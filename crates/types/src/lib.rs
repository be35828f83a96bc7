//! Core types module - shared data structures and constants
//!
//! This module defines the fundamental types used throughout the game.
//! All types are plain data with no I/O, usable from the core simulation,
//! the input layer and the terminal renderer alike.
//!
//! # Board Dimensions
//!
//! - **Width**: 10 columns (indexed 0-9)
//! - **Height**: 20 rows (indexed 0-19, row 0 at the top)
//! - **Spawn position**: the shape table's own origin (columns 0-1, rows 0-3)
//!
//! # Timing Constants
//!
//! | Constant | Value | Description |
//! |----------|-------|-------------|
//! | `TICK_MS` | 16 | Frame interval (~60 FPS) |
//! | `FALL_DELAY_MS` | 300 | Gravity delay |
//! | `SOFT_DROP_DELAY_MS` | 50 | Gravity delay while down is held |
//! | `KEY_RELEASE_TIMEOUT_MS` | 150 | Down key auto-release without release events |
//!
//! # Examples
//!
//! ```
//! use tetris_mini_types::{Variant, BOARD_WIDTH, BOARD_HEIGHT};
//!
//! let variant = Variant::T;
//! assert_eq!(variant.index(), 4);
//! assert_eq!(Variant::try_from(4u8), Ok(Variant::T));
//! assert_eq!(Variant::from_str("t"), Some(Variant::T));
//!
//! assert_eq!(BOARD_WIDTH, 10);
//! assert_eq!(BOARD_HEIGHT, 20);
//! ```

use thiserror::Error;

/// Board width in cells (10 columns)
pub const BOARD_WIDTH: u8 = 10;

/// Board height in cells (20 rows)
pub const BOARD_HEIGHT: u8 = 20;

/// Fixed frame interval in milliseconds (16ms ≈ 60 FPS)
pub const TICK_MS: u32 = 16;

/// Gravity delay in milliseconds.
pub const FALL_DELAY_MS: u32 = 300;

/// Gravity delay while the down key is held.
pub const SOFT_DROP_DELAY_MS: u32 = 50;

/// Score awarded per cleared row.
pub const SCORE_PER_LINE: u32 = 100;

/// Without key-release events, a held down key counts as released after this long.
pub const KEY_RELEASE_TIMEOUT_MS: u32 = 150;

/// Error converting a raw value into a [`Variant`].
#[derive(Debug, Clone, PartialEq, Eq, Error)]
pub enum VariantError {
    #[error("variant index {0} is outside 1..=7")]
    OutOfRange(u8),
    #[error("unknown variant name {0:?}")]
    UnknownName(String),
}

/// The seven tetromino variants, in shape-table order.
///
/// Each variant carries a fixed colour/tile index `1..=7`:
/// I=1, Z=2, S=3, T=4, L=5, J=6, O=7.
#[derive(Debug, Clone, Copy, PartialEq, Eq, Hash)]
pub enum Variant {
    I,
    Z,
    S,
    T,
    L,
    J,
    O,
}

impl Variant {
    /// All variants in table order.
    pub const ALL: [Variant; 7] = [
        Variant::I,
        Variant::Z,
        Variant::S,
        Variant::T,
        Variant::L,
        Variant::J,
        Variant::O,
    ];

    /// Colour/tile index in `1..=7`.
    pub fn index(self) -> u8 {
        self.table_row() as u8 + 1
    }

    /// Row of this variant in the shape table (`0..7`).
    pub fn table_row(self) -> usize {
        match self {
            Variant::I => 0,
            Variant::Z => 1,
            Variant::S => 2,
            Variant::T => 3,
            Variant::L => 4,
            Variant::J => 5,
            Variant::O => 6,
        }
    }

    /// Parse variant from string (case-insensitive)
    ///
    /// # Examples
    ///
    /// ```
    /// use tetris_mini_types::Variant;
    ///
    /// assert_eq!(Variant::from_str("i"), Some(Variant::I));
    /// assert_eq!(Variant::from_str("O"), Some(Variant::O));
    /// assert_eq!(Variant::from_str("unknown"), None);
    /// ```
    pub fn from_str(s: &str) -> Option<Self> {
        match s.to_lowercase().as_str() {
            "i" => Some(Variant::I),
            "z" => Some(Variant::Z),
            "s" => Some(Variant::S),
            "t" => Some(Variant::T),
            "l" => Some(Variant::L),
            "j" => Some(Variant::J),
            "o" => Some(Variant::O),
            _ => None,
        }
    }
}

impl TryFrom<u8> for Variant {
    type Error = VariantError;

    fn try_from(value: u8) -> Result<Self, Self::Error> {
        match value {
            1..=7 => Ok(Variant::ALL[(value - 1) as usize]),
            _ => Err(VariantError::OutOfRange(value)),
        }
    }
}

impl std::str::FromStr for Variant {
    type Err = VariantError;

    fn from_str(s: &str) -> Result<Self, Self::Err> {
        Variant::from_str(s).ok_or_else(|| VariantError::UnknownName(s.to_string()))
    }
}

/// A cell on the game grid
///
/// - `None`: Empty cell
/// - `Some(Variant)`: Settled block of that variant
pub type Cell = Option<Variant>;

/// Numeric cell form: 0 for empty, otherwise the variant index.
pub fn cell_to_u8(cell: Cell) -> u8 {
    cell.map_or(0, Variant::index)
}

/// Inverse of [`cell_to_u8`].
pub fn cell_from_u8(value: u8) -> Result<Cell, VariantError> {
    if value == 0 {
        Ok(None)
    } else {
        Variant::try_from(value).map(Some)
    }
}

/// Column/row coordinate. `y` may be negative above the visible grid.
#[derive(Debug, Clone, Copy, PartialEq, Eq, Hash, Default)]
pub struct Point {
    pub x: i8,
    pub y: i8,
}

impl Point {
    pub const fn new(x: i8, y: i8) -> Self {
        Self { x, y }
    }

    pub const fn offset(self, dx: i8, dy: i8) -> Self {
        Self {
            x: self.x + dx,
            y: self.y + dy,
        }
    }
}

/// Game actions that can be applied outside the per-frame input path
#[derive(Debug, Clone, Copy, PartialEq, Eq)]
pub enum GameAction {
    /// Move piece one cell left
    MoveLeft,
    /// Move piece one cell right
    MoveRight,
    /// Rotate piece 90° about its pivot cell
    Rotate,
    /// Drop piece one cell, locking it if it cannot fall
    SoftDrop,
    /// Toggle pause state
    Pause,
    /// Restart the game
    Restart,
}

/// Input gathered for one frame.
///
/// `rotate`, `left` and `right` are edge/auto-repeat events for this frame;
/// `soft_drop` is level-triggered (down currently held).
#[derive(Debug, Clone, Copy, PartialEq, Eq, Default)]
pub struct FrameInput {
    pub rotate: bool,
    pub left: bool,
    pub right: bool,
    pub soft_drop: bool,
}

impl FrameInput {
    /// Horizontal step for this frame. Right wins when both are set.
    pub fn dx(&self) -> i8 {
        if self.right {
            1
        } else if self.left {
            -1
        } else {
            0
        }
    }

    pub fn is_idle(&self) -> bool {
        *self == FrameInput::default()
    }
}

/// Event emitted after a piece locks.
#[derive(Debug, Clone, Copy, PartialEq, Eq)]
pub struct LockEvent {
    pub variant: Variant,
    pub lines_cleared: u32,
    pub score_delta: u32,
    pub top_out: bool,
}

#[cfg(test)]
mod tests {
    use super::*;

    #[test]
    fn timing_defaults() {
        assert_eq!(TICK_MS, 16);
        assert_eq!(FALL_DELAY_MS, 300);
        assert_eq!(SOFT_DROP_DELAY_MS, 50);
        assert_eq!(SCORE_PER_LINE, 100);
    }

    #[test]
    fn variant_indices_follow_shape_table_order() {
        let indices: Vec<u8> = Variant::ALL.iter().map(|v| v.index()).collect();
        assert_eq!(indices, vec![1, 2, 3, 4, 5, 6, 7]);
        assert_eq!(Variant::ALL[0], Variant::I);
        assert_eq!(Variant::ALL[6], Variant::O);
    }

    #[test]
    fn variant_rejects_out_of_range_index() {
        assert_eq!(Variant::try_from(0u8), Err(VariantError::OutOfRange(0)));
        assert_eq!(Variant::try_from(8u8), Err(VariantError::OutOfRange(8)));
        for v in Variant::ALL {
            assert_eq!(Variant::try_from(v.index()), Ok(v));
        }
    }

    #[test]
    fn cell_numeric_form() {
        assert_eq!(cell_to_u8(None), 0);
        assert_eq!(cell_to_u8(Some(Variant::O)), 7);
        assert_eq!(cell_from_u8(0), Ok(None));
        assert_eq!(cell_from_u8(2), Ok(Some(Variant::Z)));
        assert!(cell_from_u8(9).is_err());
    }

    #[test]
    fn point_offset() {
        assert_eq!(Point::new(1, 2).offset(-1, 3), Point::new(0, 5));
    }
}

**REQUIRED WORK**
Print only what lies in the material above starting at the line with "Gravity delay |" and ending at the line with "#[derive(Debug, Clone, Copy, PartialEq, Eq, Hash)]", every line exactly as given.

**RESULT FOR THIS EXERCISE**
//! | `FALL_DELAY_MS` | 300 | Gravity delay |
//! | `SOFT_DROP_DELAY_MS` | 50 | Gravity delay while down is held |
//! | `KEY_RELEASE_TIMEOUT_MS` | 150 | Down key auto-release without release events |
//!
//! # Examples
//!
//! ```
//! use tetris_mini_types::{Variant, BOARD_WIDTH, BOARD_HEIGHT};
//!
//! let variant = Variant::T;
//! assert_eq!(variant.index(), 4);
//! assert_eq!(Variant::try_from(4u8), Ok(Variant::T));
//! assert_eq!(Variant::from_str("t"), Some(Variant::T));
//!
//! assert_eq!(BOARD_WIDTH, 10);
//! assert_eq!(BOARD_HEIGHT, 20);
//! ```

use thiserror::Error;

/// Board width in cells (10 columns)
pub const BOARD_WIDTH: u8 = 10;

/// Board height in cells (20 rows)
pub const BOARD_HEIGHT: u8 = 20;

/// Fixed frame interval in milliseconds (16ms ≈ 60 FPS)
pub const TICK_MS: u32 = 16;

/// Gravity delay in milliseconds.
pub const FALL_DELAY_MS: u32 = 300;

/// Gravity delay while the down key is held.
pub const SOFT_DROP_DELAY_MS: u32 = 50;

/// Score awarded per cleared row.
pub const SCORE_PER_LINE: u32 = 100;

/// Without key-release events, a held down key counts as released after this long.
pub const KEY_RELEASE_TIMEOUT_MS: u32 = 150;

/// Error converting a raw value into a [`Variant`].
#[derive(Debug, Clone, PartialEq, Eq, Error)]
pub enum VariantError {
    #[error("variant index {0} is outside 1..=7")]
    OutOfRange(u8),
    #[error("unknown variant name {0:?}")]
    UnknownName(String),
}

/// The seven tetromino variants, in shape-table order.
///
/// Each variant carries a fixed colour/tile index `1..=7`:
/// I=1, Z=2, S=3, T=4, L=5, J=6, O=7.
#[derive(Debug, Clone, Copy, PartialEq, Eq, Hash)]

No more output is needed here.